A leak to the press has once again shown that in-fighting on The DeKalb County School Board is making it difficult for members to agree on hiring a new superintendent by its self-imposed deadline of July 1.
This past week an unidentified board member told members of the media the name of a candidate who was favored by several other members, once again breaking the board’s confidentiality policy.
Board Chairman Tom Bowen said that the leak was primarily about Robert Duron, superintendent of the San Antonio Independent School District in San Antonio, Texas, not getting enough votes to be endorsed by the board as a final candidate.
Duron was favored by board members Nancy Jester, Donald McChesney, Pam Speaks and Vice-Chairman Paul Womack and shortly after the leak they sent out a letter to constituents. The letter, penned by Jester, was in support of Duron and urged residents to e-mail their board members and ask them to vote for Duron as a finalist.
In the letter, Jester said that they believed the board needed to hire a superintendent from outside of the district. She wrote that, although there are plenty of capable people within the system, there is a real structural impediment to success and a lack of public trust.
“As you know, our search has already been plagued by leaks that were purposefully made to undermine the will of the board and caused candidates to withdraw from consideration…We are convinced that the latest leak has made DeKalb radioactive to potential candidates,” Jester said.
Earlier in the search process details of contractual negotiations caused finalist Lillie Cox, who has since taken a job with the Alamance Burlington School System in North Carolina, to pull out of the running.
As for the letter penned by Jester, Bowen said that the law requires certain items to be confidential but there is no language to address when there has already been a leak.
“It doesn’t address where there has been a leak already, whether that releases the board members from maintaining confidentiality,” he said. “The answer should have been to err on the side of no disclosure.”
Marshall Orson, president of the Emory LaVista Parents Council, said that the leaking was symptomatic of a larger problem: a lack of trust among school board members. Orson suggested extending Interim Superintendent Ramona Tyson’s contract for a few months longer, stating that she had a proven track record so far.
“Part of my reasoning would be that would allow us to get past the election next year,” Orson said.
Next year the board will be reduced from nine to seven members because of a bill passed recently by the general assembly, and Orson said that this might help balance out the board.
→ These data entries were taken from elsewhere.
//! Owned GPU resources.
//!
//! Textures are destroyed on drop so replacing a target or mask frees its
//! memory right away instead of whenever the last handle goes.

use std::marker::PhantomData;

use glam::Vec2;
use wgpu::util::DeviceExt;

/// Offscreen colour target the sprite pass accumulates into.
pub struct OffscreenTarget {
    texture: wgpu::Texture,
    view: wgpu::TextureView,
    size: (u32, u32),
    format: wgpu::TextureFormat,
}

impl OffscreenTarget {
    pub fn new(device: &wgpu::Device, size: (u32, u32), format: wgpu::TextureFormat) -> Self {
        let texture = device.create_texture(&wgpu::TextureDescriptor {
            label: Some("Offscreen Texture"),
            size: wgpu::Extent3d {
                width: size.0.max(1),
                height: size.1.max(1),
                depth_or_array_layers: 1,
            },
            mip_level_count: 1,
            sample_count: 1,
            dimension: wgpu::TextureDimension::D2,
            format,
            usage: wgpu::TextureUsages::RENDER_ATTACHMENT | wgpu::TextureUsages::TEXTURE_BINDING,
            view_formats: &[],
        });
        let view = texture.create_view(&wgpu::TextureViewDescriptor::default());
        tracing::debug!(target: "gpu", "offscreen target {}x{} {:?}", size.0, size.1, format);
        Self { texture, view, size, format }
    }

    pub fn view(&self) -> &wgpu::TextureView {
        &self.view
    }

    pub fn size(&self) -> (u32, u32) {
        self.size
    }

    pub fn format(&self) -> wgpu::TextureFormat {
        self.format
    }
}

impl Drop for OffscreenTarget {
    fn drop(&mut self) {
        self.texture.destroy();
    }
}

/// Single-channel texture holding a label mask.
pub struct MaskTexture {
    texture: wgpu::Texture,
    view: wgpu::TextureView,
    size: (u32, u32),
}

impl MaskTexture {
    pub fn new(device: &wgpu::Device, queue: &wgpu::Queue, size: (u32, u32), pixels: &[u8]) -> Self {
        let extent = wgpu::Extent3d {
            width: size.0.max(1),
            height: size.1.max(1),
            depth_or_array_layers: 1,
        };
        let texture = device.create_texture(&wgpu::TextureDescriptor {
            label: Some("Label Mask Texture"),
            size: extent,
            mip_level_count: 1,
            sample_count: 1,
            dimension: wgpu::TextureDimension::D2,
            format: wgpu::TextureFormat::R8Unorm,
            usage: wgpu::TextureUsages::TEXTURE_BINDING | wgpu::TextureUsages::COPY_DST,
            view_formats: &[],
        });
        queue.write_texture(
            wgpu::TexelCopyTextureInfo {
                texture: &texture,
                mip_level: 0,
                origin: wgpu::Origin3d::ZERO,
                aspect: wgpu::TextureAspect::All,
            },
            pixels,
            wgpu::TexelCopyBufferLayout {
                offset: 0,
                bytes_per_row: Some(extent.width),
                rows_per_image: Some(extent.height),
            },
            extent,
        );
        let view = texture.create_view(&wgpu::TextureViewDescriptor::default());
        Self { texture, view, size }
    }

    pub fn view(&self) -> &wgpu::TextureView {
        &self.view
    }

    pub fn size(&self) -> (u32, u32) {
        self.size
    }
}

impl Drop for MaskTexture {
    fn drop(&mut self) {
        self.texture.destroy();
    }
}

/// Typed uniform buffer.
pub struct UniformBuffer<T: bytemuck::Pod> {
    buffer: wgpu::Buffer,
    _marker: PhantomData<T>,
}

impl<T: bytemuck::Pod> UniformBuffer<T> {
    pub fn new(device: &wgpu::Device, label: &str, value: &T) -> Self {
        let buffer = device.create_buffer_init(&wgpu::util::BufferInitDescriptor {
            label: Some(label),
            contents: bytemuck::bytes_of(value),
            usage: wgpu::BufferUsages::UNIFORM | wgpu::BufferUsages::COPY_DST,
        });
        Self { buffer, _marker: PhantomData }
    }

    pub fn write(&self, queue: &wgpu::Queue, value: &T) {
        queue.write_buffer(&self.buffer, 0, bytemuck::bytes_of(value));
    }

    pub fn binding(&self) -> wgpu::BindingResource<'_> {
        self.buffer.as_entire_binding()
    }
}

/// Per-instance particle positions, two `f32` per particle.
///
/// Replaced wholesale every frame. Grows by doubling when the particle count
/// exceeds its capacity.
pub struct InstanceBuffer {
    buffer: wgpu::Buffer,
    capacity: usize,
    count: u32,
}

impl InstanceBuffer {
    const STRIDE: u64 = 2 * std::mem::size_of::<f32>() as u64;

    pub fn new(device: &wgpu::Device, capacity: usize) -> Self {
        let capacity = capacity.max(1);
        Self {
            buffer: Self::allocate(device, capacity),
            capacity,
            count: 0,
        }
    }

    fn allocate(device: &wgpu::Device, capacity: usize) -> wgpu::Buffer {
        device.create_buffer(&wgpu::BufferDescriptor {
            label: Some("Particle Offsets Buffer"),
            size: capacity as u64 * Self::STRIDE,
            usage: wgpu::BufferUsages::VERTEX | wgpu::BufferUsages::COPY_DST,
            mapped_at_creation: false,
        })
    }

    /// Vertex layout of the offsets: location 0, stepped per instance.
    pub fn layout() -> wgpu::VertexBufferLayout<'static> {
        const ATTRIBUTES: [wgpu::VertexAttribute; 1] = wgpu::vertex_attr_array![0 => Float32x2];
        wgpu::VertexBufferLayout {
            array_stride: Self::STRIDE,
            step_mode: wgpu::VertexStepMode::Instance,
            attributes: &ATTRIBUTES,
        }
    }

    /// Whole instances held in `bytes`.
    pub fn instances_in(bytes: &[u8]) -> usize {
        bytes.len() / Self::STRIDE as usize
    }

    /// Upload packed positions, as given by [`Particles::position_bytes`](crate::particles::Particles::position_bytes).
    pub fn write(&mut self, device: &wgpu::Device, queue: &wgpu::Queue, bytes: &[u8]) {
        let count = Self::instances_in(bytes);
        if count > self.capacity {
            let capacity = count.next_power_of_two();
            self.buffer.destroy();
            self.buffer = Self::allocate(device, capacity);
            self.capacity = capacity;
            tracing::debug!(target: "gpu", "instance buffer grown to {} particles", capacity);
        }
        if count > 0 {
            queue.write_buffer(&self.buffer, 0, &bytes[..count * Self::STRIDE as usize]);
        }
        self.count = count as u32;
    }

    pub fn buffer(&self) -> &wgpu::Buffer {
        &self.buffer
    }

    /// Instances written by the last [`write`](Self::write).
    pub fn count(&self) -> u32 {
        self.count
    }
}

/// Vertex of a textured quad: position in logical pixels, then uv.
#[repr(C)]
#[derive(Debug, Copy, Clone, PartialEq, bytemuck::Pod, bytemuck::Zeroable)]
pub struct QuadVertex {
    pub position: [f32; 2],
    pub uv: [f32; 2],
}

/// Two triangles covering an axis-aligned rectangle with uv `(0,0)..(1,1)`.
pub fn quad_vertices(min: Vec2, max: Vec2) -> [QuadVertex; 6] {
    let v = |x: f32, y: f32, u: f32, w: f32| QuadVertex { position: [x, y], uv: [u, w] };
    [
        v(min.x, min.y, 0.0, 0.0),
        v(max.x, min.y, 1.0, 0.0),
        v(max.x, max.y, 1.0, 1.0),
        v(min.x, min.y, 0.0, 0.0),
        v(max.x, max.y, 1.0, 1.0),
        v(min.x, max.y, 0.0, 1.0),
    ]
}

/// Six-vertex quad buffer, rewritten when its rectangle changes.
pub struct QuadBuffer {
    buffer: wgpu::Buffer,
    rect: (Vec2, Vec2),
}

impl QuadBuffer {
    pub fn new(device: &wgpu::Device, label: &str, min: Vec2, max: Vec2) -> Self {
        let buffer = device.create_buffer_init(&wgpu::util::BufferInitDescriptor {
            label: Some(label),
            contents: bytemuck::cast_slice(&quad_vertices(min, max)),
            usage: wgpu::BufferUsages::VERTEX | wgpu::BufferUsages::COPY_DST,
        });
        Self { buffer, rect: (min, max) }
    }

    pub fn layout() -> wgpu::VertexBufferLayout<'static> {
        const ATTRIBUTES: [wgpu::VertexAttribute; 2] =
            wgpu::vertex_attr_array![0 => Float32x2, 1 => Float32x2];
        wgpu::VertexBufferLayout {
            array_stride: std::mem::size_of::<QuadVertex>() as u64,
            step_mode: wgpu::VertexStepMode::Vertex,
            attributes: &ATTRIBUTES,
        }
    }

    /// Move the quad. No upload if the rectangle is unchanged.
    pub fn set_rect(&mut self, queue: &wgpu::Queue, min: Vec2, max: Vec2) {
        if self.rect == (min, max) {
            return;
        }
        self.rect = (min, max);
        queue.write_buffer(&self.buffer, 0, bytemuck::cast_slice(&quad_vertices(min, max)));
    }

    pub fn buffer(&self) -> &wgpu::Buffer {
        &self.buffer
    }
}

#[cfg(test)]
mod tests {
    use super::*;
    use crate::particles::Particles;

    #[test]
    fn test_quad_uv_follows_position() {
        let verts = quad_vertices(Vec2::ZERO, Vec2::new(800.0, 600.0));
        for v in verts {
            assert_eq!(v.uv[0], v.position[0] / 800.0);
            assert_eq!(v.uv[1], v.position[1] / 600.0);
        }
    }

    #[test]
    fn test_instance_layout_stride() {
        let layout = InstanceBuffer::layout();
        assert_eq!(layout.array_stride, 8);
        assert_eq!(layout.step_mode, wgpu::VertexStepMode::Instance);
    }

    #[test]
    fn test_instances_match_particle_bytes() {
        let particles = Particles::from_fn(7, |i| (Vec2::splat(i as f32), Vec2::ZERO));
        assert_eq!(InstanceBuffer::instances_in(particles.position_bytes()), 7);
        assert_eq!(InstanceBuffer::instances_in(&[0u8; 12]), 1);
        assert_eq!(InstanceBuffer::instances_in(&[]), 0);
    }

    #[test]
    fn test_quad_vertex_size() {
        assert_eq!(std::mem::size_of::<QuadVertex>(), 16);
        assert_eq!(QuadBuffer::layout().attributes.len(), 2);
    }
}
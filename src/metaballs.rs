//! The simulation plus pipeline context.
//!
//! A [`Metaballs`] owns one simulator and, once a device is available, one
//! [`Compositor`]. Several can coexist; dropping one releases everything it
//! allocated. Without a renderer it runs headless, which is also where it
//! ends up when the device could not be created.

use glam::Vec2;

use crate::config::Settings;
use crate::error::FontError;
use crate::gpu::{Compositor, FrameInput, GpuContext};
use crate::label::{LabelFont, LabelMask};
use crate::pointer::PointerState;
use crate::simulation::Simulator;
use crate::viewport::{TargetPlan, Viewport};

struct Label {
    font: LabelFont,
    text: String,
    mask: Option<LabelMask>,
}

pub struct Metaballs {
    settings: Settings,
    simulator: Simulator,
    viewport: Viewport,
    plan: TargetPlan,
    pointer: PointerState,
    renderer: Option<Compositor>,
    label: Option<Label>,
    debug_view: bool,
}

impl Metaballs {
    /// Headless context; attach a renderer to draw.
    pub fn new(settings: Settings, viewport: Viewport, seed: u64) -> Self {
        let simulator = Simulator::new(settings.sim.clone(), viewport, seed);
        Self {
            settings,
            simulator,
            viewport,
            plan: TargetPlan::new(&viewport),
            pointer: PointerState::at(viewport.center()),
            renderer: None,
            label: None,
            debug_view: false,
        }
    }

    /// Build the compositor on `ctx` and start drawing.
    pub fn attach_renderer(&mut self, ctx: GpuContext) {
        let mut compositor = Compositor::new(
            ctx,
            self.viewport,
            &self.settings.look,
            self.settings.sim.radius,
            self.settings.sim.particle_count,
        );
        compositor.set_label(self.label_mask());
        self.renderer = Some(compositor);
    }

    /// Stop drawing and release every device resource.
    pub fn detach_renderer(&mut self) {
        self.renderer = None;
    }

    pub fn renderer(&self) -> Option<&Compositor> {
        self.renderer.as_ref()
    }

    pub fn has_renderer(&self) -> bool {
        self.renderer.is_some()
    }

    pub fn settings(&self) -> &Settings {
        &self.settings
    }

    pub fn simulator(&self) -> &Simulator {
        &self.simulator
    }

    pub fn viewport(&self) -> Viewport {
        self.viewport
    }

    /// Shared pointer cell; clone it into the input handler.
    pub fn pointer(&self) -> &PointerState {
        &self.pointer
    }

    /// Physical size of the offscreen target.
    pub fn target_size(&self) -> (u32, u32) {
        self.plan.size()
    }

    pub fn target_plan(&self) -> &TargetPlan {
        &self.plan
    }

    pub fn debug_view(&self) -> bool {
        self.debug_view
    }

    pub fn set_debug_view(&mut self, on: bool) {
        self.debug_view = on;
    }

    pub fn toggle_debug_view(&mut self) -> bool {
        self.debug_view = !self.debug_view;
        tracing::debug!(target: "app", "debug view {}", if self.debug_view { "on" } else { "off" });
        self.debug_view
    }

    /// Step the simulation only.
    pub fn step(&mut self, delta_ms: f32) {
        self.simulator.step(delta_ms, self.pointer.get());
    }

    /// Step, then draw the post-step state.
    pub fn frame(&mut self, delta_ms: f32, elapsed_ms: f32) -> Result<(), wgpu::SurfaceError> {
        self.frame_with(delta_ms, elapsed_ms, |_, _, _, _| {})
    }

    /// [`frame`](Self::frame) with an overlay recorded after the label.
    pub fn frame_with<F>(&mut self, delta_ms: f32, elapsed_ms: f32, overlay: F) -> Result<(), wgpu::SurfaceError>
    where
        F: FnOnce(&wgpu::Device, &wgpu::Queue, &mut wgpu::CommandEncoder, &wgpu::TextureView),
    {
        self.step(delta_ms);
        let Some(renderer) = &mut self.renderer else {
            return Ok(());
        };
        let input = FrameInput { elapsed_ms, debug_view: self.debug_view };
        renderer.render_with(self.simulator.particles(), input, overlay)
    }

    /// Reconfigure the surface after it was lost or became outdated.
    pub fn recover_surface(&self) {
        if let Some(renderer) = &self.renderer {
            renderer.context().reconfigure();
        }
    }

    /// Track a new surface size. Repeating the same call changes nothing.
    ///
    /// Particles keep their positions.
    pub fn resize(&mut self, width: f32, height: f32, scale_factor: f32) {
        let viewport = Viewport::new(width, height, scale_factor);
        if viewport == self.viewport {
            return;
        }
        self.viewport = viewport;
        self.simulator.resize(viewport);
        if self.plan.update(&viewport) {
            let (w, h) = self.plan.size();
            tracing::debug!(target: "app", "offscreen target now {}x{}", w, h);
        }
        if let Some(renderer) = &mut self.renderer {
            renderer.resize(viewport);
        }
    }

    /// Apply edited tunables; the next frame reflects them.
    pub fn apply_settings(&mut self, settings: Settings) {
        let diff = self.settings.diff(&settings);
        if diff.is_empty() {
            return;
        }
        tracing::debug!(target: "config", "applying {:?}", diff);

        if diff.particle_count || diff.physics {
            self.simulator.set_config(settings.sim.clone());
            // A rebuilt box starts without a label.
            let label_size = self.label_mask().map(LabelMask::size);
            self.simulator.set_label_size(label_size);
        }
        if let Some(renderer) = &mut self.renderer {
            if diff.radius {
                renderer.set_radius(settings.sim.radius);
            }
            if diff.uniforms || diff.falloff {
                renderer.apply_look(&settings.look);
            }
        }
        self.settings = settings;

        if diff.label_width {
            if let Some(label) = self.label.take() {
                // A failure is logged and leaves the label off.
                let _ = self.set_label(label.font, &label.text);
            }
        }
    }

    /// Rasterize `text` and use it as the label and exclusion box.
    ///
    /// On failure the previous label is dropped, the box is inactive, and the
    /// error is logged once and returned.
    pub fn set_label(&mut self, font: LabelFont, text: &str) -> Result<(), FontError> {
        let (mask, result) = match LabelMask::rasterize(&font, text, self.settings.look.label_width) {
            Ok(mask) => (Some(mask), Ok(())),
            Err(e) => {
                tracing::warn!(target: "label", "label {:?} not shown: {}", text, e);
                (None, Err(e))
            }
        };

        self.simulator.set_label_size(mask.as_ref().map(LabelMask::size));
        if let Some(renderer) = &mut self.renderer {
            renderer.set_label(mask.as_ref());
        }
        self.label = Some(Label { font, text: text.to_string(), mask });
        result
    }

    /// Remove the label and its exclusion box.
    pub fn clear_label(&mut self) {
        self.label = None;
        self.simulator.set_label_size(None);
        if let Some(renderer) = &mut self.renderer {
            renderer.set_label(None);
        }
    }

    pub fn label_mask(&self) -> Option<&LabelMask> {
        self.label.as_ref().and_then(|l| l.mask.as_ref())
    }

    pub fn label_text(&self) -> Option<&str> {
        self.label.as_ref().map(|l| l.text.as_str())
    }

    pub fn label_font(&self) -> Option<&LabelFont> {
        self.label.as_ref().map(|l| &l.font)
    }

    /// Re-rasterize the label with new text in the font it already uses.
    pub fn set_label_text(&mut self, text: &str) -> Result<(), FontError> {
        let Some(font) = self.label_font().cloned() else {
            return Err(FontError::NoFont);
        };
        self.set_label(font, text)
    }

    /// Current pointer position, logical pixels.
    pub fn pointer_position(&self) -> Vec2 {
        self.pointer.get()
    }
}

#[cfg(test)]
mod tests {
    use super::*;
    use crate::config::ObstacleKind;
    use crate::obstacle::Obstacle;

    fn font() -> LabelFont {
        LabelFont::load(
            "DejaVu Sans Mono",
            700,
            concat!(env!("CARGO_MANIFEST_DIR"), "/assets/fonts/DejaVuSansMono-Bold.ttf"),
        )
        .unwrap()
    }

    #[test]
    fn test_headless_frame_steps() {
        let mut m = Metaballs::new(Settings::rain(), Viewport::default(), 1);
        let before = m.simulator().particles().positions().to_vec();
        m.frame(16.0, 16.0).unwrap();
        assert_ne!(before, m.simulator().particles().positions());
        assert!(!m.has_renderer());
    }

    #[test]
    fn test_resize_is_idempotent() {
        let mut m = Metaballs::new(Settings::rain(), Viewport::new(800.0, 600.0, 1.0), 1);
        m.resize(400.0, 300.0, 2.0);
        let generation = m.target_plan().generation();
        let size = m.target_size();

        m.resize(400.0, 300.0, 2.0);
        assert_eq!(m.target_plan().generation(), generation);
        assert_eq!(m.target_size(), size);
        assert_eq!(size, (800, 600));
    }

    #[test]
    fn test_toggle_debug_view() {
        let mut m = Metaballs::new(Settings::fountain(), Viewport::default(), 1);
        assert!(!m.debug_view());
        assert!(m.toggle_debug_view());
        assert!(!m.toggle_debug_view());
    }

    #[test]
    fn test_apply_settings_resizes_particles() {
        let mut m = Metaballs::new(Settings::fountain(), Viewport::default(), 1);
        let mut settings = m.settings().clone();
        settings.sim.particle_count = 20;
        settings.look.grain.blend = 0.3;
        m.apply_settings(settings);

        assert_eq!(m.simulator().particles().len(), 20);
        assert_eq!(m.settings().look.grain.blend, 0.3);
    }

    #[test]
    fn test_label_sets_exclusion_box() {
        let mut m = Metaballs::new(Settings::label(), Viewport::default(), 1);
        assert!(matches!(m.settings().sim.obstacle, ObstacleKind::ExclusionBox { .. }));

        m.set_label(font(), "rain").unwrap();
        let size = m.label_mask().unwrap().size();
        match m.simulator().obstacle() {
            Obstacle::ExclusionBox(b) => assert_eq!(b.size, Some(size)),
            other => panic!("unexpected obstacle {:?}", other),
        }

        // Replacing the text replaces the box.
        m.set_label(font(), "a much longer label").unwrap();
        assert_eq!(m.label_text(), Some("a much longer label"));
    }

    #[test]
    fn test_empty_label_disables_box() {
        let mut m = Metaballs::new(Settings::label(), Viewport::default(), 1);
        m.set_label(font(), "rain").unwrap();
        assert!(m.set_label(font(), "   ").is_err());
        assert!(m.label_mask().is_none());
        match m.simulator().obstacle() {
            Obstacle::ExclusionBox(b) => assert!(b.bounds().is_none()),
            other => panic!("unexpected obstacle {:?}", other),
        }
    }

    #[test]
    fn test_obstacle_round_trip_keeps_label_box() {
        let mut m = Metaballs::new(Settings::label(), Viewport::default(), 1);
        m.set_label(font(), "rain").unwrap();
        let size = m.label_mask().unwrap().size();

        let mut settings = m.settings().clone();
        settings.sim.obstacle = ObstacleKind::None;
        m.apply_settings(settings.clone());
        assert!(matches!(m.simulator().obstacle(), Obstacle::None));

        settings.sim.obstacle = ObstacleKind::ExclusionBox { damping: 0.2 };
        m.apply_settings(settings);
        match m.simulator().obstacle() {
            Obstacle::ExclusionBox(b) => assert_eq!(b.size, Some(size)),
            other => panic!("unexpected obstacle {:?}", other),
        }
    }

    #[test]
    fn test_set_label_text_reuses_font() {
        let mut m = Metaballs::new(Settings::label(), Viewport::default(), 1);
        assert!(matches!(m.set_label_text("rain"), Err(FontError::NoFont)));

        m.set_label(font(), "rain").unwrap();
        let before = m.label_mask().unwrap().size();
        m.set_label_text("drizzle").unwrap();
        assert_eq!(m.label_text(), Some("drizzle"));
        assert_eq!(m.label_font().unwrap().family(), "DejaVu Sans Mono");
        assert_ne!(m.label_mask().unwrap().size(), before);
        match m.simulator().obstacle() {
            Obstacle::ExclusionBox(b) => assert_eq!(b.size, Some(m.label_mask().unwrap().size())),
            other => panic!("unexpected obstacle {:?}", other),
        }
    }

    #[test]
    fn test_label_width_change_rerasterizes() {
        let mut m = Metaballs::new(Settings::label(), Viewport::default(), 1);
        m.set_label(font(), "rain").unwrap();
        let before = m.label_mask().unwrap().width();

        let mut settings = m.settings().clone();
        settings.look.label_width = 200.0;
        m.apply_settings(settings);
        assert!(m.label_mask().unwrap().width() < before);
    }
}
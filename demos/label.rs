//! Particles piling onto a text label.
//!
//! Run with: `cargo run --example label [TEXT] [settings.json]`
//!
//! Uses the bundled DejaVu Sans Mono Bold. Set `METABALLS_FONT` to use
//! another font file.

use metaballs::prelude::*;
use tracing_subscriber::EnvFilter;

const BUNDLED_FONT: &str = concat!(env!("CARGO_MANIFEST_DIR"), "/assets/fonts/DejaVuSansMono-Bold.ttf");

fn main() -> Result<(), Box<dyn std::error::Error>> {
    tracing_subscriber::fmt()
        .with_env_filter(EnvFilter::try_from_default_env().unwrap_or_else(|_| EnvFilter::new("info")))
        .init();

    let mut args = std::env::args().skip(1);
    let text = args.next().unwrap_or_else(|| "Metaballs".to_string());
    let settings = match args.next() {
        Some(path) => Settings::from_json_file(path)?,
        None => Settings::label(),
    };

    let font_path = std::env::var("METABALLS_FONT").unwrap_or_else(|_| BUNDLED_FONT.to_string());
    let font = LabelFont::load("DejaVu Sans Mono", 700, font_path)?;

    MetaballsApp::new(settings)
        .with_title("Metaballs - Label")
        .with_label(font, text)
        .run()?;
    Ok(())
}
The DeKalb Chamber of Commerce also said that the board should hire Tyson at least until the next election cycle rather than having board members who might not even be re-elected make the important decision of hiring a new superintendent. However, Bowen said that the board is looking for someone who can be in place, sooner rather than later, to begin making the more long-term choices that the system needs.
“When you operate in an interim capacity it’s hard to make those choices…The question is, is the district better off withholding another 18 months? The board believes that it wouldn’t be prudent to put off having a permanent superintendent for that long,” Bowen said.
Bowen said that [the board] will likely ask Tyson to extend her contract for several months in anticipation of October, when they will be revisited by SACS after being placed on warning earlier in the year.
Having a permanent superintendent in place is one of eight points the association wanted the school system to address before they could be placed back on a cleared status.
“In terms of the timing, the current superintendent contract runs out June 30, and as a result of us having not identified a candidate we’re going to have to ask for a slight extension,” Bowen said.
According to Bowen, the search is moving forward and the board is still working with search firm Ray and Associates to find a candidate all the members can support, which he said could be difficult at times.
“The goal at this point is to find a candidate that the board will have some consensus around…the issue really comes down to if you ask nine people what quality is needed to improve the district at this point in time you get nine different answers,” Bowen said.
Jerrie Williams, whose son is a DeKalb County student, said that she has not been comfortable with any of the candidates that Ray and Associates has come up with so far.
“One particular candidate had 10 jobs in eight years and I just feel like the superintendent search firm really needs to look at the background of these people,” Williams said of the first three finalists who all came from systems with fewer than 10,000 students compared to DeKalb’s nearly 100,000.
Williams said that she thinks the superintendent search is important but she is more concerned about the way the board functions as a whole. She said that board members need to take a personal inventory and focus on serving the students and the voters of DeKalb County rather than petty politics.
“I’m not sure if some of the board members really realize the repercussion of making drastic choices like this,” Williams said.